[Stored records]
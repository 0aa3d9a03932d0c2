//! Social preview (OG) images for blog posts
//!
//! For every post without an image, an SVG card is written next to the post
//! and rasterized to PNG with an external tool. Everything here is best
//! effort: problems are logged and the post is skipped.

mod svg;

pub use svg::{render_svg, theme_for, wrap_text, Theme, THEMES};

use anyhow::{anyhow, Result};
use std::fs;
use std::path::{Path, PathBuf};
use std::process::Command;

use crate::config::OgConfig;
use crate::content::{loader, FrontMatter};
use crate::Folio;

/// Outcome of one generator run
#[derive(Debug, Default)]
pub struct OgReport {
    /// SVG files written
    pub generated: Vec<PathBuf>,
    /// PNG files produced from them
    pub rasterized: usize,
    /// Posts that already had an image
    pub skipped: usize,
    /// Posts without a usable title
    pub untitled: usize,
}

/// Image base name for a post: `og-` plus the first four words of the stem
pub fn image_name(stem: &str) -> String {
    let words: Vec<&str> = stem.split('-').take(4).collect();
    format!("og-{}", words.join("-"))
}

/// Card title: front-matter `title`, else the first `# ` heading
pub fn extract_title(content: &str) -> Option<String> {
    let (meta, body) = FrontMatter::parse(content);
    if let Some(title) = meta.first_of(&["title"]) {
        return Some(title.trim().to_string());
    }

    body.lines()
        .filter_map(|line| line.strip_prefix('#'))
        .find(|rest| rest.starts_with(char::is_whitespace))
        .map(str::trim)
        .filter(|title| !title.is_empty())
        .map(str::to_string)
}

/// Whether a post already has an image, under its own name or any `og-*`
/// file mentioning the start of its stem
fn has_image(dir: &Path, stem: &str) -> bool {
    let name = image_name(stem);
    if dir.join(format!("{}.png", name)).exists() || dir.join(format!("{}.svg", name)).exists() {
        return true;
    }

    let prefix: String = stem.chars().take(10).collect();
    let pattern = format!(
        "{}/og-*{}*",
        glob::Pattern::escape(&dir.to_string_lossy()),
        glob::Pattern::escape(&prefix)
    );
    glob::glob(&pattern)
        .map(|mut paths| paths.any(|p| p.is_ok()))
        .unwrap_or(false)
}

/// Footer line: configured text, else `<author> • <host>`
fn footer(folio: &Folio) -> String {
    let config = &folio.config;
    if !config.og.footer.is_empty() {
        return config.og.footer.clone();
    }
    let host = config
        .base_url()
        .trim_start_matches("https://")
        .trim_start_matches("http://");
    format!("{} • {}", config.author, host)
}

/// Convert an SVG card to PNG with the configured rasterizer
fn rasterize(config: &OgConfig, svg: &Path, png: &Path) -> Result<()> {
    let output = Command::new(&config.rasterizer)
        .arg("-w")
        .arg(config.width.to_string())
        .arg("-h")
        .arg(config.height.to_string())
        .arg(svg)
        .arg("-o")
        .arg(png)
        .output();

    match output {
        Ok(out) if out.status.success() => Ok(()),
        Ok(out) => {
            let stderr = String::from_utf8_lossy(&out.stderr);
            Err(anyhow!("{} failed: {}", config.rasterizer, stderr.trim()))
        }
        Err(e) => Err(anyhow!("Failed to run {}: {}", config.rasterizer, e)),
    }
}

/// Generate images for every blog post that has none
pub fn generate_missing(folio: &Folio) -> OgReport {
    let mut report = OgReport::default();
    let dir = &folio.blog_dir;
    if !dir.is_dir() {
        tracing::debug!("Blog directory {:?} not found, no OG images to generate", dir);
        return report;
    }

    let config = &folio.config.og;
    let blog = &folio.config.blog;
    let footer = footer(folio);
    let font = config.font.as_ref().map(|f| folio.path(f));

    for source in loader::list_sources(dir, &blog.extension, &blog.index_file) {
        let Some(stem) = source.file_stem().and_then(|s| s.to_str()) else {
            continue;
        };

        if has_image(dir, stem) {
            tracing::debug!("OG image exists for {:?}, skipping", source);
            report.skipped += 1;
            continue;
        }

        let title = match fs::read_to_string(&source) {
            Ok(content) => extract_title(&content),
            Err(e) => {
                tracing::warn!("Failed to read {:?}: {}", source, e);
                continue;
            }
        };
        let Some(title) = title else {
            tracing::warn!("No title found in {:?}, skipping OG image", source);
            report.untitled += 1;
            continue;
        };

        let name = image_name(stem);
        let svg_path = dir.join(format!("{}.svg", name));
        let svg = render_svg(&title, theme_for(&title), config, &footer, font.as_deref());
        if let Err(e) = fs::write(&svg_path, svg) {
            tracing::warn!("Failed to write {:?}: {}", svg_path, e);
            continue;
        }
        tracing::info!("Generated {}.svg", name);

        let png_path = dir.join(format!("{}.png", name));
        match rasterize(config, &svg_path, &png_path) {
            Ok(()) => {
                tracing::info!("Generated {}.png", name);
                report.rasterized += 1;
            }
            Err(e) => tracing::warn!("PNG conversion skipped for {}: {}", name, e),
        }

        report.generated.push(svg_path);
    }

    tracing::info!(
        "OG images: {} generated, {} skipped",
        report.generated.len(),
        report.skipped
    );
    report
}
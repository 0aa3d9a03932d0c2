//! List site content

use anyhow::{bail, Result};

use crate::content::ContentRecord;
use crate::generator::load_collection;
use crate::helpers::date::date_iso;
use crate::Folio;

/// Print the records of one section of the site
///
/// `kind` is `blog`, `pages`, a collection name, or `all`.
pub fn run(folio: &Folio, kind: &str) -> Result<()> {
    match kind {
        "blog" | "post" | "posts" => print_records("blog", &load_collection(folio, "blog")?),
        "page" | "pages" => print_pages(folio),
        "all" => {
            print_records("blog", &load_collection(folio, "blog")?);
            print_pages(folio);
            for collection in &folio.config.collections {
                print_records(&collection.name, &load_collection(folio, &collection.name)?);
            }
        }
        name if folio.config.collection(name).is_some() => {
            print_records(name, &load_collection(folio, name)?)
        }
        _ => {
            let names: Vec<&str> = folio
                .config
                .collections
                .iter()
                .map(|c| c.name.as_str())
                .collect();
            bail!(
                "Unknown type: {}. Available: blog, pages, all, {}",
                kind,
                names.join(", ")
            );
        }
    }

    Ok(())
}

fn print_records(name: &str, records: &[ContentRecord]) {
    println!("{} ({}):", name, records.len());
    for record in records {
        println!("  {} - {} [{}]", date_iso(&record.date), record.title, record.url);
    }
}

fn print_pages(folio: &Folio) {
    println!("pages ({}):", folio.config.pages.len());
    for page in &folio.config.pages {
        let source = folio.content_dir.join(&page.file);
        let status = if source.is_file() { "" } else { " (missing)" };
        println!("  {} [/{}]{}", page.heading, page.name, status);
    }
}

#[cfg(test)]
mod tests {
    use super::*;
    use crate::config::SiteConfig;

    #[test]
    fn test_known_kinds() {
        let dir = tempfile::tempdir().unwrap();
        let folio = Folio::with_config(dir.path(), SiteConfig::default());
        for kind in ["blog", "pages", "geez", "all"] {
            run(&folio, kind).unwrap();
        }
    }

    #[test]
    fn test_unknown_kind() {
        let dir = tempfile::tempdir().unwrap();
        let folio = Folio::with_config(dir.path(), SiteConfig::default());
        let err = run(&folio, "tags").unwrap_err();
        assert!(err.to_string().contains("wegoch"));
    }
}
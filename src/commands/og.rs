//! Generate missing OG images

use crate::og::OgReport;
use crate::Folio;

/// Run the OG generator on its own and print a summary
pub fn run(folio: &Folio) -> OgReport {
    let report = folio.og_images();
    for path in &report.generated {
        println!("Generated: {}", path.display());
    }
    println!(
        "{} generated ({} rasterized), {} skipped, {} without title",
        report.generated.len(),
        report.rasterized,
        report.skipped,
        report.untitled
    );
    report
}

> EXERCISE OBJECTIVE: Out of the entries, report each line that contains the word "glob".

> TASK RESULT:
        glob::Pattern::escape(&dir.to_string_lossy()),
        glob::Pattern::escape(&prefix)
    glob::glob(&pattern)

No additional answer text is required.